Goal of the exercise: Below are lines of data, and only some are wanted. Please repeat exactly those from the line that has "for fund analytics." through the line that has "symbol or CUSIP".
Data listing START
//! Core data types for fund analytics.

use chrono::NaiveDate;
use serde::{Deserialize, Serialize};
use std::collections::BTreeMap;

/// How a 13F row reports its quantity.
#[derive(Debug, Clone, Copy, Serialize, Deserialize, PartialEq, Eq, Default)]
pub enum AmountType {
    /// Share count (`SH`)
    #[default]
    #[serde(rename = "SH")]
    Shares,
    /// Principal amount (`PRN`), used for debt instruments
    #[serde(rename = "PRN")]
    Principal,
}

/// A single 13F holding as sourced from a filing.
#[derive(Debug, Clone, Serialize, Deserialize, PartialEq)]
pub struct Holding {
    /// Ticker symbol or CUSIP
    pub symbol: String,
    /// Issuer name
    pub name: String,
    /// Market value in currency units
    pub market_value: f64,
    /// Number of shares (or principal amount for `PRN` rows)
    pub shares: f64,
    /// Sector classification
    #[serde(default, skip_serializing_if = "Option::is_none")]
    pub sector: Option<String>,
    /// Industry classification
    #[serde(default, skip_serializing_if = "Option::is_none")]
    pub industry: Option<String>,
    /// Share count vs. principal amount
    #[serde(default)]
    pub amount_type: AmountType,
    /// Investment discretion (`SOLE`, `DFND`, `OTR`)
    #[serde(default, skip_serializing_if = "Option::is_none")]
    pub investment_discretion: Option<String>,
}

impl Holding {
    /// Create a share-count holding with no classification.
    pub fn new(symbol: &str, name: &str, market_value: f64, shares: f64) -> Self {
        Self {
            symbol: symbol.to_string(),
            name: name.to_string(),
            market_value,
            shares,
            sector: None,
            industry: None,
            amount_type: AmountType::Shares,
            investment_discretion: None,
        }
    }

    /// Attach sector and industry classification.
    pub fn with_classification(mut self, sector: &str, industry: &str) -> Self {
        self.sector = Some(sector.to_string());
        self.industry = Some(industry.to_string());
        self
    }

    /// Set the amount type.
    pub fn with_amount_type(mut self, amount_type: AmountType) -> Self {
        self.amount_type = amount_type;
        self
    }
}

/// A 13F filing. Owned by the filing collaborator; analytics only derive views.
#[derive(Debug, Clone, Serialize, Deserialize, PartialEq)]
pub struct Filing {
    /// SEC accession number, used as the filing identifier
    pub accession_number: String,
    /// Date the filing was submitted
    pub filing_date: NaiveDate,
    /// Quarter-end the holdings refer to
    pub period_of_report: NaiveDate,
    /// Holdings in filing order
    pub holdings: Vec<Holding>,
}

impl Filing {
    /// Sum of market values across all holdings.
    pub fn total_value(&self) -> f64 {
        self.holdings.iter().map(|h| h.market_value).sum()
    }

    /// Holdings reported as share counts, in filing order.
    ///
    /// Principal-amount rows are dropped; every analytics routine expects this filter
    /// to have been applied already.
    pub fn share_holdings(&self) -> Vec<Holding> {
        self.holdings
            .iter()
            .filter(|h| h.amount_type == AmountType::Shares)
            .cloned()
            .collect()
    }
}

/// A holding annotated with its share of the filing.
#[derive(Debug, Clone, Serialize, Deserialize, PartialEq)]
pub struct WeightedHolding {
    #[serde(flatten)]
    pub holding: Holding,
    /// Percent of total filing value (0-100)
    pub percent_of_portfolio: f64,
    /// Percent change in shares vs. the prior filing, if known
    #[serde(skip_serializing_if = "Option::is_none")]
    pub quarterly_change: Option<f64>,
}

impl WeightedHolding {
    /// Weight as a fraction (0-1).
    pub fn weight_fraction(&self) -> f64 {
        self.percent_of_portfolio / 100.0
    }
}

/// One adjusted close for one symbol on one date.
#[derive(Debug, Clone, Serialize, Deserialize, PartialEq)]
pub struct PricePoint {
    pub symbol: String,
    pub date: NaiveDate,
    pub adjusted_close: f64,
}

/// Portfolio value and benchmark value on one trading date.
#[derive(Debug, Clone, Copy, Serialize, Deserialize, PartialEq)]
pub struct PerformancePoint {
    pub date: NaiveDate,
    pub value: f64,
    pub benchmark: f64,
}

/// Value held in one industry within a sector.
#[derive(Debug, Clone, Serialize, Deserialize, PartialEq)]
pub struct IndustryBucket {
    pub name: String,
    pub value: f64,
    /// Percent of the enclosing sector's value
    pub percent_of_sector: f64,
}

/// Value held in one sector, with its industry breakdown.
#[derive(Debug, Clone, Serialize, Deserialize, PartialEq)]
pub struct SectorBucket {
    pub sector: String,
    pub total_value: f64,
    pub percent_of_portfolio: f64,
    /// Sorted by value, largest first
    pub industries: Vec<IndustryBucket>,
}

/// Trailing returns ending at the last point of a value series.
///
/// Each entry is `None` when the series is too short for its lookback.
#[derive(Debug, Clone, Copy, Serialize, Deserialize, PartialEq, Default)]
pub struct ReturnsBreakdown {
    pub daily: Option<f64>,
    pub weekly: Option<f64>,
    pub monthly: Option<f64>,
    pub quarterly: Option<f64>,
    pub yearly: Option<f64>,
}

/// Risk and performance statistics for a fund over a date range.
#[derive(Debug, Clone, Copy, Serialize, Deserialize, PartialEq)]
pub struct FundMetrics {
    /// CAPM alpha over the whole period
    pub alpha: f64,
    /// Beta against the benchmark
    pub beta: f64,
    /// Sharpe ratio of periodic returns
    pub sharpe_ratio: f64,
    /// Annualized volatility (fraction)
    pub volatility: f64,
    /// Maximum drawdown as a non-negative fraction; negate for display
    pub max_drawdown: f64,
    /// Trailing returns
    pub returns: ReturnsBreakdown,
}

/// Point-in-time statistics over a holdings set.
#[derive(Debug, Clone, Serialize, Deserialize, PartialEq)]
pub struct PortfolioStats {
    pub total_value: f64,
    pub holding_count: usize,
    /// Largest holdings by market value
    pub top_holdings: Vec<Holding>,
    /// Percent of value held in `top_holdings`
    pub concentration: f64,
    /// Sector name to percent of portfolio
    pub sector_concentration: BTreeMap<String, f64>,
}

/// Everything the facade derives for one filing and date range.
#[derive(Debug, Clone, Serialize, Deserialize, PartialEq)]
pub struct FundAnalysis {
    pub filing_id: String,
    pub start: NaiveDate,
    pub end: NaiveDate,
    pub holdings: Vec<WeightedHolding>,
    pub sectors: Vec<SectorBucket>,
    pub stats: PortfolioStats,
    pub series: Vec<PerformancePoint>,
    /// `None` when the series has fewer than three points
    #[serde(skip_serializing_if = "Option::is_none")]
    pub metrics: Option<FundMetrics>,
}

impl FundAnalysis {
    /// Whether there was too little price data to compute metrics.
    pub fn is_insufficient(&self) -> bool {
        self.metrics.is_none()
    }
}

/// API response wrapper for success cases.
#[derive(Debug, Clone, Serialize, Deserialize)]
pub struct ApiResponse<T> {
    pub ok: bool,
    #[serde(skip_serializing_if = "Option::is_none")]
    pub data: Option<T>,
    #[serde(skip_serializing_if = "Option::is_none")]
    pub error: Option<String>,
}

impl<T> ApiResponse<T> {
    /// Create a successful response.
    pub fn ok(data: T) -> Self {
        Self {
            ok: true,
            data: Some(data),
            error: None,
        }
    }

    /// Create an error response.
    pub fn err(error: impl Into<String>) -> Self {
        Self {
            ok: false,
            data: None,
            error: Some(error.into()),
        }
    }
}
Data listing END
Data listing START
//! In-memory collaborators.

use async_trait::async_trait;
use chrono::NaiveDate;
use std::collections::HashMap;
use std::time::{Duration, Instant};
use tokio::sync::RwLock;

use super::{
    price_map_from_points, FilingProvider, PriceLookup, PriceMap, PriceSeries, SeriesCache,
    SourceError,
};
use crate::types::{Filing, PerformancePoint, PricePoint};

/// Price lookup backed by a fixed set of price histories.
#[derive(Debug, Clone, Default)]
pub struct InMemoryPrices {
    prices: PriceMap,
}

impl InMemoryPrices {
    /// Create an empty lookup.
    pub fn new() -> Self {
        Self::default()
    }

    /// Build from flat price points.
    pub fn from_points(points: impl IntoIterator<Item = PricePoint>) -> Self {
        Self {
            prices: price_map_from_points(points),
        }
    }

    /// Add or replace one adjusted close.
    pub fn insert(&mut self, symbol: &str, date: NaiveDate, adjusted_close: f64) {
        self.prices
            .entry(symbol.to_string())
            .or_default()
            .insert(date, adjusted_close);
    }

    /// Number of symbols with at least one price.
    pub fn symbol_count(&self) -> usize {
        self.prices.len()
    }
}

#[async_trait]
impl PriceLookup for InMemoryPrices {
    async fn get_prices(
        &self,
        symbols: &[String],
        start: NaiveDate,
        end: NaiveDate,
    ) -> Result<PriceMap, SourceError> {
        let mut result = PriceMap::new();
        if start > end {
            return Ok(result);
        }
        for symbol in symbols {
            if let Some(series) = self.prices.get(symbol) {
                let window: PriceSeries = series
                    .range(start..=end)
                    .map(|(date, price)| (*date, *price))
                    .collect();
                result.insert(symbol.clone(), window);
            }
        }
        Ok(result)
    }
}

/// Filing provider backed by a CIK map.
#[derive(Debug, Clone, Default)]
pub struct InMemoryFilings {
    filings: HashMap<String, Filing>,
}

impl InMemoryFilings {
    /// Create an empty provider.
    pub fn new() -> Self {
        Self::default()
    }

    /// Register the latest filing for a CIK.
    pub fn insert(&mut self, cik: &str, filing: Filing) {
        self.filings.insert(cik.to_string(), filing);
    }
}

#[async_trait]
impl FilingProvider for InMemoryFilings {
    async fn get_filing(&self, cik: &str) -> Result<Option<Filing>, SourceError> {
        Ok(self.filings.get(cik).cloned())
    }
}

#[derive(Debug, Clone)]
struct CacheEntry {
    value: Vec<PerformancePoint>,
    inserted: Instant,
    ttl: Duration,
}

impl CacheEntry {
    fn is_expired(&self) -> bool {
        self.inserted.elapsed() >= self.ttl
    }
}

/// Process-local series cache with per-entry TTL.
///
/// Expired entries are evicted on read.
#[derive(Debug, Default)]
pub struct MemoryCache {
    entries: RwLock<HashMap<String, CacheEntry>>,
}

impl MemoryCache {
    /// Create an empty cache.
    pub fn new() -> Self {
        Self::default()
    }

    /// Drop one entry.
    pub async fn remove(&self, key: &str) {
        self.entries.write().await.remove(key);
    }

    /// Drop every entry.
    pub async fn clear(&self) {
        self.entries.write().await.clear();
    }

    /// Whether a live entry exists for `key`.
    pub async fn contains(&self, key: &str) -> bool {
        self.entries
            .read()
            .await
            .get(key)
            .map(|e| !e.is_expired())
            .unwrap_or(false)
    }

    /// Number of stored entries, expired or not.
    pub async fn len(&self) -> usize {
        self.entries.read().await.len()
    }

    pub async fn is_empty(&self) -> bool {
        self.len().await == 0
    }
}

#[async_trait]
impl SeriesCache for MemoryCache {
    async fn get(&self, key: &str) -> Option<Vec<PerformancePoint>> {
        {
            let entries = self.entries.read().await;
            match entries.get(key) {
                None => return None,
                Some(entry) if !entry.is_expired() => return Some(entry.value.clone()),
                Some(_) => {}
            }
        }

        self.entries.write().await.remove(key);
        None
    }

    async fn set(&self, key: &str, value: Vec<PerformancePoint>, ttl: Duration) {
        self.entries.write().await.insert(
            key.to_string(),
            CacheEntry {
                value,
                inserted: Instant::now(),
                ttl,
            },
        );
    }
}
Data listing END
Answer area:
//! Core data types for fund analytics.

use chrono::NaiveDate;
use serde::{Deserialize, Serialize};
use std::collections::BTreeMap;

/// How a 13F row reports its quantity.
#[derive(Debug, Clone, Copy, Serialize, Deserialize, PartialEq, Eq, Default)]
pub enum AmountType {
    /// Share count (`SH`)
    #[default]
    #[serde(rename = "SH")]
    Shares,
    /// Principal amount (`PRN`), used for debt instruments
    #[serde(rename = "PRN")]
    Principal,
}

/// A single 13F holding as sourced from a filing.
#[derive(Debug, Clone, Serialize, Deserialize, PartialEq)]
pub struct Holding {
    /// Ticker symbol or CUSIP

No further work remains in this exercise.